Problem

这一题题目如下, 输入是: - words: list, containing strings only such as words = ["hello","leetcode"] - order: string, 由乱序的24个英文字母组成，代表着外星语言的"abc...z"的顺序,例如order = "hlabcdefgijkmnopqrstuvwxyz"

判断这个list中的string,是否是sorted lexicographically? return boolean result.

graph LR
    words & order --> a("is sorted?")
    a --> True & Flase

错误思路

我一开始的思路是: - 建立一个hash, 给这24个character in order, 赋予不同的numerical value - 累加每个string的总分值\(\sum c_i\) for string = 'hello' - 比较最后总分值

这个思路有两个弊端: - 需要对每一个string进行估分后，再比较, 比如比较hello和leetcode俩string, 只需要比较第一个character就能知道大小了,求分数总和就很浪费了; - 你很难设计正确的分值，假设a-z的分值为1-24, 那么acd 为 1+3+4 = 8, abe 为 1+2+5 = 8; 所以这种累加的方式也不适合; - 我一开始的思路还有设置一个10位，100位，千位，也就是越前面的数字，占的比重就越大，实际上就是为了剥离上条所说的情况，每一位数，至少比前一位大24,才能保证上一位比这一位大; 最后24n, n为string的长度，也就是说，string过长的test case会有overflow的情况；

Approach 1: Compare adjacent string

思路就是: - 将order转化为hash,赋予不同的值 - traverse through words, 两两比较大小, 利用transitive property of equality i.e. a < b, b < c then a < b < c, then [a,b,c] is sorted - traverse相邻俩string, sequentially比较逐个的大小;

Complexity

Time complexity: \(O(nm)\) where n is the size of the words list, m is the average length of string in the list;

Space complexity: \(O(1)\)

Code

class Solution:
    def isAlienSorted(self, words: List[str], order: str) -> bool:

        # hashmap for orders
        hashtable = {}

        # assgin value for each character
        for i,char in enumerate(order):
            # 
            hashtable[char] = i

        # 外循环. iter list O(n)
        for i in range(len(words)-1):
            # 比较相邻俩string的长度
            min_length = min(len(words[i]),len(words[i+1]))

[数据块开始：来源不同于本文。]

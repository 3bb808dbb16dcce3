//! Narrator: turns query rows into a short explanation for the user.

use std::sync::Arc;
use tracing::debug;

use crate::error::{AssistantError, AssistantResult};
use crate::graph_session::Row;
use crate::llm::TextGenerator;

pub const NARRATION_INSTRUCTIONS: &str = "\
You are an experienced enterprise architect mentoring a colleague.
Explain what the query result means for the question asked.
Keep it to one to six sentences; go longer only when the question is genuinely complex.
If the result is empty, say so plainly and suggest how the question could be refined.
Use light structure (short lists or bold terms) only when it helps readability.
Do not repeat the query or the raw JSON.";

#[derive(Clone)]
pub struct Narrator {
    generator: Arc<dyn TextGenerator>,
}

impl Narrator {
    pub fn new(generator: Arc<dyn TextGenerator>) -> Self {
        Self { generator }
    }

    pub async fn narrate(&self, question: &str, query: &str, rows: &[Row]) -> AssistantResult<String> {
        let content = narration_content(question, query, rows)?;
        let answer = self
            .generator
            .generate(NARRATION_INSTRUCTIONS, &content)
            .await?
            .ok_or(AssistantError::NarrationEmpty)?;

        let explanation = answer.trim();
        if explanation.is_empty() {
            return Err(AssistantError::NarrationEmpty);
        }
        debug!("Narration produced {} chars", explanation.len());
        Ok(explanation.to_string())
    }
}

fn narration_content(question: &str, query: &str, rows: &[Row]) -> AssistantResult<String> {
    let rows_json = serde_json::to_string(rows)
        .map_err(|e| AssistantError::Protocol(format!("rows are not serializable: {}", e)))?;
    let mut content = format!(
        "Question:\n{}\n\nQuery:\n{}\n\nRows (JSON):\n{}",
        question, query, rows_json
    );
    if rows.is_empty() {
        content.push_str("\n\nThe query returned no rows.");
    }
    Ok(content)
}

#[cfg(test)]
mod tests {
    use super::*;
    use crate::testing::{row, ScriptedGenerator};
    use serde_json::json;

    #[tokio::test]
    async fn test_rows_reach_the_generator_as_json() {
        let generator = ScriptedGenerator::new([Some(" There are three application components. ")]);
        let narrator = Narrator::new(generator.clone());

        let rows = vec![row(json!({ "count": 3 }))];
        let text = narrator
            .narrate("How many applications?", "MATCH (a:ApplicationComponent) RETURN count(a) AS count", &rows)
            .await
            .unwrap();
        assert_eq!(text, "There are three application components.");

        let (system, user) = &generator.prompts()[0];
        assert_eq!(system, NARRATION_INSTRUCTIONS);
        assert!(user.contains(r#"[{"count":3}]"#));
        assert!(user.contains("RETURN count(a) AS count"));
        assert!(!user.contains("returned no rows"));
    }

    #[tokio::test]
    async fn test_empty_result_is_called_out() {
        let generator = ScriptedGenerator::new([Some("Nothing matched.")]);
        let narrator = Narrator::new(generator.clone());

        narrator.narrate("q", "MATCH (n:Missing) RETURN n", &[]).await.unwrap();
        assert!(generator.prompts()[0].1.contains("Rows (JSON):\n[]\n\nThe query returned no rows."));
    }

    #[tokio::test]
    async fn test_blank_answer_is_narration_empty() {
        for answer in [None, Some(""), Some(" \n\t")] {
            let narrator = Narrator::new(ScriptedGenerator::new([answer]));
            let err = narrator.narrate("q", "RETURN 1", &[]).await.unwrap_err();
            assert!(matches!(err, AssistantError::NarrationEmpty));
        }
    }
}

            # 内循环 iter 俩相邻string中较短的那一个的长度
            for j in range(min_length):

                if words[i][j] == words[i+1][j]:
                    # 如果两个字符相等, jump to next iteration,比较下两个character
                    continue    
                else:
                    # 如果两个字符不等，比较大小
                    if hashtable[words[i+1][j]] > hashtable[words[i][j]]:
                        # 目前 sorted, break 内循环 
                        break
                    else:
                        # 不sorted, return false
                        return False

            # 如果能循环到这里，就是["apple","app"] 这种情况了
            if len(words[i]) > len(words[i+1]) and hashtable[words[i+1][min_length-1]] == hashtable[words[i][min_length-1]]:
                return False

        # 比较下来，每一个都是sorted
        return True

优化code

再几个地方可以优化: - boudnaries: 由于俩相邻的string, length不确定，不知道用哪个作为循环条件，我采用的方法是找到相邻string的min length, 然后循环min length次数,但实际上不用; - naming: 以后hashtable这样的命名方式, 可以根据具体用意改for index,val in enumerate(order): order_map[val] = index 这样比较清晰;

class Solution:
    def isAlienSorted(self, words: List[str], order: str) -> bool:

        order_map = {}
        for index,char in enumerate(order):
            order_map[char] = index

        # iterate through the list
        for i in range(len(words)-1):
            # iterate throught the 1st string in the string pair
            for j in range(len(words[i])):


                # 如果坚持到这,还没分出大小, 比较string长度
                # ["apple","app"]
                if j >= len(words[i+1]):
                    return False

                # 找到俩相邻string的第一个不同的character
                if words[i][j] != words[i+1][j]:
                    # 比较char in string one 是否大于char in string two
                    if order_map[words[i][j]] > order_map[words[i+1][j]]:
                        return False

                    # not sorted, 比较下两个string去
                    break
                """
                三种方式跳出内循环:
                1. 比较current index j with 下一个string的长度，cover corner cases ["apple","app"]
                if j >= len(words[i+1])
                2. 第一个不相同的char, 满足sorted, then break
                3. 第一个不相同的char,不满足sorted, return False
                那么不跳出内循环的可能性，就是:
                ["app","apple"] 满足app < apple, sorted;
                """


        return True